If human history is any guide, people won’t stay put once climate change permanently alters agriculture, weather patterns, and infrastructure.
A new study from Wellington Management, which grew out of the asset manager’s work with Woodwell Climate Research Center, explores the effects of climate change that will cause people to leave their home countries and the regions of the world that will become the most likely destinations. The report, which also looks at the impact on countries and regions that will lose or gain population, evaluates how these shifts will affect investments across regions and industries.
Climate risk has emerged in the last few years as one of the top concerns of institutional investors. Many asset managers, including BlackRock, have invested in capabilities to assess the effect of climate change on specific investments such as real estate.

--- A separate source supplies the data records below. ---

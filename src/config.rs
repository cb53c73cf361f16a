use serde::Deserialize;

use crate::domain::errors::AppResult;
use crate::domain::market_data::{Symbol, TimeFrame};

/// Tunables for the dashboard. `Default` is what ships; tests shrink the
/// delays through [`DashboardConfig::from_json`] or struct update syntax.
#[derive(Debug, Clone, PartialEq, Deserialize)]
#[serde(default)]
pub struct DashboardConfig {
    /// Simulated latency of a market data fetch.
    pub fetch_delay_ms: u32,
    pub notification_ttl_ms: u32,
    pub alert_interval_ms: u32,
    pub alert_probability: f64,
    pub chart_height: u32,
    /// Delay between toggling fullscreen and re-measuring the container.
    pub fullscreen_settle_ms: u32,
    pub default_symbol: String,
    pub default_timeframe: TimeFrame,
    pub watchlist_key: String,
    pub dark_mode_key: String,
}

impl Default for DashboardConfig {
    fn default() -> Self {
        Self {
            fetch_delay_ms: 1_000,
            notification_ttl_ms: 10_000,
            alert_interval_ms: 15_000,
            alert_probability: 0.3,
            chart_height: 500,
            fullscreen_settle_ms: 150,
            default_symbol: "BTCUSDT".to_string(),
            default_timeframe: TimeFrame::OneDay,
            watchlist_key: "watchlist".to_string(),
            dark_mode_key: "darkMode".to_string(),
        }
    }
}

impl DashboardConfig {
    /// Overlay a partial JSON object on top of the defaults.
    pub fn from_json(json: &str) -> AppResult<Self> {
        Ok(serde_json::from_str(json)?)
    }

    pub fn default_symbol(&self) -> Symbol {
        Symbol::from(self.default_symbol.as_str())
    }
}

#[cfg(test)]
mod tests {
    use super::*;

    #[test]
    fn partial_json_keeps_defaults() {
        let cfg = DashboardConfig::from_json(r#"{ "notification_ttl_ms": 50 }"#).unwrap();
        assert_eq!(cfg.notification_ttl_ms, 50);
        assert_eq!(cfg.fetch_delay_ms, 1_000);
        assert_eq!(cfg.watchlist_key, "watchlist");
    }

    #[test]
    fn timeframe_uses_chart_labels() {
        let cfg = DashboardConfig::from_json(r#"{ "default_timeframe": "4h" }"#).unwrap();
        assert_eq!(cfg.default_timeframe, TimeFrame::FourHours);
    }
}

Other argue that the effects of rising temperatures are already reflected in stock prices.
Wellington draws its thinking on investments from a central premise that a decline in livability will be the primary driver of migration. But the impact of climate change will, in some cases, only add to existing political and social pressures. More persistent drought conditions, for example, will exacerbate food shortages in some unstable regions. From an economic standpoint, rising temperatures will put pressure on per capita income levels, labor productivity, and health — all of which will strain some companies and sectors, according to the report.
“By amplifying underlying political, economic, or social tensions, climate change can become a threat multiplier — a livability tipping point that helps catalyze an exodus,” wrote the authors of the report, including equity and fixed income portfolio managers and a geopolitical strategist at Wellington.

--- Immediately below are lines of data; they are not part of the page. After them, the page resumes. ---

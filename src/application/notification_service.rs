use gloo::timers::callback::Timeout;
use leptos::*;
use uuid::Uuid;

use crate::domain::logging::{LogComponent, get_time_provider};
use crate::domain::notifications::{Notification, NotificationDraft, NotificationId, NotificationQueue};
use crate::log_trace;

/// Toast queue with automatic expiry.
#[derive(Clone, Copy)]
pub struct NotificationService {
    queue: RwSignal<NotificationQueue>,
    ttl_ms: u32,
}

impl NotificationService {
    pub fn new(ttl_ms: u32) -> Self {
        Self { queue: create_rw_signal(NotificationQueue::new()), ttl_ms }
    }

    /// Append a notification and schedule its removal after the TTL.
    pub fn add(&self, draft: NotificationDraft) -> NotificationId {
        let id = NotificationId::new(Uuid::new_v4().to_string());
        let timestamp = get_time_provider().current_timestamp();
        self.queue.update(|queue| {
            queue.push(id.clone(), draft, timestamp);
        });
        log_trace!(LogComponent::Application("Notifications"), "🔔 added {}", id);

        let queue = self.queue;
        let expired = id.clone();
        Timeout::new(self.ttl_ms, move || {
            // the owning scope may already be gone
            queue.try_update(|queue| queue.remove(&expired));
        })
        .forget();

        id
    }

    /// Unknown ids are ignored.
    pub fn remove(&self, id: &NotificationId) {
        self.queue.update(|queue| {
            queue.remove(id);
        });
    }

    pub fn clear(&self) {
        self.queue.update(NotificationQueue::clear);
    }

    pub fn items(&self) -> Vec<Notification> {
        self.queue.with(|queue| queue.items().to_vec())
    }

    pub fn len(&self) -> usize {
        self.queue.with(NotificationQueue::len)
    }

    pub fn is_empty(&self) -> bool {
        self.queue.with(NotificationQueue::is_empty)
    }

    pub fn contains(&self, id: &NotificationId) -> bool {
        self.queue.with(|queue| queue.contains(id))
    }
}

Even though people will seek a more hospitable environment, the report argues that many will want to explore better conditions within their own countries to remain close to family and social networks. If this proves unworkable, people will then cross borders. Higher income populations will likely have more options within their own countries to mitigate certain risks, while the poor will be the most likely to experience the full weight of climate change, according to the study. Wellington expects most climate migrants to fall somewhere in the middle of the income range.
The report also argues that many people may seek to live in cities, pushing the already strong urbanization trend even further. Rural residents may want to live in cities to get more access to non-agricultural work opportunities as well as education. Some cities may get stretched and overcrowded, and then experience a brain drain as those who can leave, do. Other cities, however, may benefit from a new source of labor and new markets for local businesses as well as new tax bases.

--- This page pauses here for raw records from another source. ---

use wasm_bindgen::JsCast;
use web_sys::{CanvasRenderingContext2d, HtmlCanvasElement, HtmlElement};

use crate::domain::chart::{ChartDimensions, ChartSeries, ChartSurface, ChartTheme};
use crate::domain::errors::{AppError, AppResult};
use crate::domain::logging::LogComponent;
use crate::domain::market_data::VolumeTint;
use crate::infrastructure::describe_js_error;
use crate::time_utils::format_axis_label;
use crate::{log_debug, log_warn};

use super::layout::ChartLayout;

const PRICE_TICKS: usize = 6;
const TIME_LABELS: usize = 6;

/// Canvas 2D chart surface living inside a container element.
pub struct CanvasSurface {
    canvas: HtmlCanvasElement,
    context: CanvasRenderingContext2d,
    dims: ChartDimensions,
}

impl CanvasSurface {
    /// Create a canvas sized to `container`'s width and append it there.
    pub fn attach(container: &HtmlElement, height: u32) -> AppResult<Self> {
        let document = web_sys::window()
            .and_then(|w| w.document())
            .ok_or_else(|| AppError::Rendering("document unavailable".to_string()))?;

        let canvas = document
            .create_element("canvas")
            .map_err(js_err)?
            .dyn_into::<HtmlCanvasElement>()
            .map_err(|_| AppError::Rendering("created element is not a canvas".to_string()))?;
        canvas.set_class_name("chart-canvas");

        let context = canvas
            .get_context("2d")
            .map_err(js_err)?
            .ok_or_else(|| AppError::Rendering("2D context unavailable".to_string()))?
            .dyn_into::<CanvasRenderingContext2d>()
            .map_err(|_| AppError::Rendering("failed to cast to 2D context".to_string()))?;

        container.append_child(&canvas).map_err(js_err)?;

        let dims = Self::measure(container, height);
        canvas.set_width(dims.width);
        canvas.set_height(dims.height);

        log_debug!(
            LogComponent::Infrastructure("CanvasSurface"),
            "attached {}x{} canvas",
            dims.width,
            dims.height
        );

        Ok(Self { canvas, context, dims })
    }

    /// Container width at the requested height.
    pub fn measure(container: &HtmlElement, height: u32) -> ChartDimensions {
        ChartDimensions::new(container.client_width().max(0) as u32, height)
    }

    fn paint(&self, series: &ChartSeries, theme: &ChartTheme) -> AppResult<()> {
        let ctx = &self.context;
        let (width, height) = (self.dims.width as f64, self.dims.height as f64);

        ctx.clear_rect(0.0, 0.0, width, height);
        ctx.set_fill_style_str(theme.background);
        ctx.fill_rect(0.0, 0.0, width, height);

        let Some(layout) = ChartLayout::compute(self.dims, series) else {
            ctx.set_fill_style_str(theme.text);
            ctx.set_font("14px sans-serif");
            ctx.fill_text("Loading chart data...", 24.0, height / 2.0).map_err(js_err)?;
            return Ok(());
        };

        self.paint_grid(&layout, theme)?;
        self.paint_volume(&layout, series, theme);
        self.paint_candles(&layout, series, theme);
        self.paint_time_axis(&layout, series, theme)?;
        self.paint_last_price(&layout, series, theme)?;

        ctx.set_stroke_style_str(theme.border);
        ctx.set_line_width(1.0);
        ctx.stroke_rect(
            layout.padding,
            layout.padding,
            layout.plot_width,
            layout.plot_bottom() - layout.padding,
        );
        Ok(())
    }

    fn paint_grid(&self, layout: &ChartLayout, theme: &ChartTheme) -> AppResult<()> {
        let ctx = &self.context;
        ctx.set_line_width(1.0);
        ctx.set_font("11px sans-serif");

        for price in layout.price_ticks(PRICE_TICKS) {
            let y = layout.price_y(price).round() + 0.5;
            ctx.set_stroke_style_str(theme.grid);
            ctx.begin_path();
            ctx.move_to(layout.padding, y);
            ctx.line_to(layout.plot_right(), y);
            ctx.stroke();

            ctx.set_fill_style_str(theme.text);
            ctx.fill_text(&format!("{:.2}", price), layout.plot_right() + 6.0, y + 4.0)
                .map_err(js_err)?;
        }
        Ok(())
    }

    fn paint_volume(&self, layout: &ChartLayout, series: &ChartSeries, theme: &ChartTheme) {
        let ctx = &self.context;
        let width = layout.body_width();
        for (i, bar) in series.volume().iter().enumerate() {
            let (top, height) = layout.volume_bar(bar.value.value());
            let color = match bar.tint {
                VolumeTint::Up => theme.volume_up,
                VolumeTint::Down => theme.volume_down,
            };
            ctx.set_fill_style_str(color);
            ctx.fill_rect(layout.x_center(i) - width / 2.0, top, width, height);
        }
    }

    fn paint_candles(&self, layout: &ChartLayout, series: &ChartSeries, theme: &ChartTheme) {
        let ctx = &self.context;
        let body_width = layout.body_width();
        ctx.set_line_width(1.0);

        for (i, candle) in series.candles().iter().enumerate() {
            let x = layout.x_center(i).round() + 0.5;
            let color = if candle.is_bullish() { theme.up } else { theme.down };
            let open_y = layout.price_y(candle.ohlcv.open.value());
            let close_y = layout.price_y(candle.ohlcv.close.value());

            ctx.set_stroke_style_str(color);
            ctx.begin_path();
            ctx.move_to(x, layout.price_y(candle.ohlcv.high.value()));
            ctx.line_to(x, layout.price_y(candle.ohlcv.low.value()));
            ctx.stroke();

            let top = open_y.min(close_y);
            let body = (open_y - close_y).abs().max(1.0);
            ctx.set_fill_style_str(color);
            ctx.fill_rect(x - body_width / 2.0, top, body_width, body);
        }
    }

    fn paint_time_axis(
        &self,
        layout: &ChartLayout,
        series: &ChartSeries,
        theme: &ChartTheme,
    ) -> AppResult<()> {
        let ctx = &self.context;
        let candles = series.candles();
        let stride = (candles.len() / TIME_LABELS).max(1);
        ctx.set_fill_style_str(theme.text);
        ctx.set_font("11px sans-serif");
        ctx.set_text_align("center");

        for (i, candle) in candles.iter().enumerate().step_by(stride) {
            let label = format_axis_label(candle.timestamp.value(), series.timeframe);
            ctx.fill_text(&label, layout.x_center(i), layout.plot_bottom() + 16.0)
                .map_err(js_err)?;
        }
        ctx.set_text_align("start");
        Ok(())
    }

    fn paint_last_price(
        &self,
        layout: &ChartLayout,
        series: &ChartSeries,
        theme: &ChartTheme,
    ) -> AppResult<()> {
        let Some(latest) = series.latest() else {
            return Ok(());
        };
        let ctx = &self.context;
        let price = latest.ohlcv.close.value();
        let y = layout.price_y(price);

        ctx.set_stroke_style_str(theme.last_price);
        ctx.set_line_width(1.0);
        ctx.begin_path();
        ctx.move_to(layout.padding, y);
        ctx.line_to(layout.plot_right(), y);
        ctx.stroke();

        ctx.set_fill_style_str(theme.last_price);
        ctx.fill_rect(layout.plot_right() + 2.0, y - 9.0, layout.axis_width - 4.0, 18.0);
        ctx.set_fill_style_str(theme.background);
        ctx.set_font("bold 11px sans-serif");
        ctx.fill_text(&format!("{:.2}", price), layout.plot_right() + 6.0, y + 4.0)
            .map_err(js_err)?;
        Ok(())
    }
}

impl ChartSurface for CanvasSurface {
    fn dimensions(&self) -> ChartDimensions {
        self.dims
    }

    fn resize(&mut self, dims: ChartDimensions) -> AppResult<()> {
        self.canvas.set_width(dims.width);
        self.canvas.set_height(dims.height);
        self.dims = dims;
        Ok(())
    }

    fn draw(&mut self, series: &ChartSeries, theme: &ChartTheme) -> AppResult<()> {
        if self.dims.is_empty() {
            log_warn!(LogComponent::Infrastructure("CanvasSurface"), "skipping draw on empty canvas");
            return Ok(());
        }
        self.paint(series, theme)
    }

    fn release(&mut self) {
        self.canvas.remove();
    }
}

fn js_err(value: wasm_bindgen::JsValue) -> AppError {
    AppError::Rendering(describe_js_error(&value))
}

The insurance industry, which has already felt the impact of climate change as events like hurricanes have become more frequent, will need to continue to adapt. Property and casualty companies may have to pay out enormous amounts as storms and other weather events repeatedly hit certain areas of the globe. At the same time, individuals and businesses may not be able to afford crucial insurance to protect property.
Assessing the impact of climate change won’t be a simple algorithm for investors, according to Wellilngton. For example, investors may want to entirely avoid certain countries they believe are at risk. But Wellington argues that the calculus for investment decisions is far more complicated.
“We suggest investors assess regional climate risk within countries,” the authors wrote. “Even countries with low aggregate levels of climate exposure could be home to certain regions with very high risk and could suffer from spillover effects.”
Wellington argues there may be plenty of investment opportunities to help people mitigate the worst of climate change, including in air conditioning, air purification, technologies to help upgrade electrical grids, solutions to deal with water scarcity, and research and development into seeds that are drought resistant.
Real estate, which represents a huge exposure for most institutional investors, may experience a massive reordering, as wealthier residents and businesses relocate from coasts or other at-risk areas. “If a concentration of insurance risks leads to unaffordable or unavailable coverage, residential and commercial real estate pricing, along with mortgage financing and insurance, could take a hit.”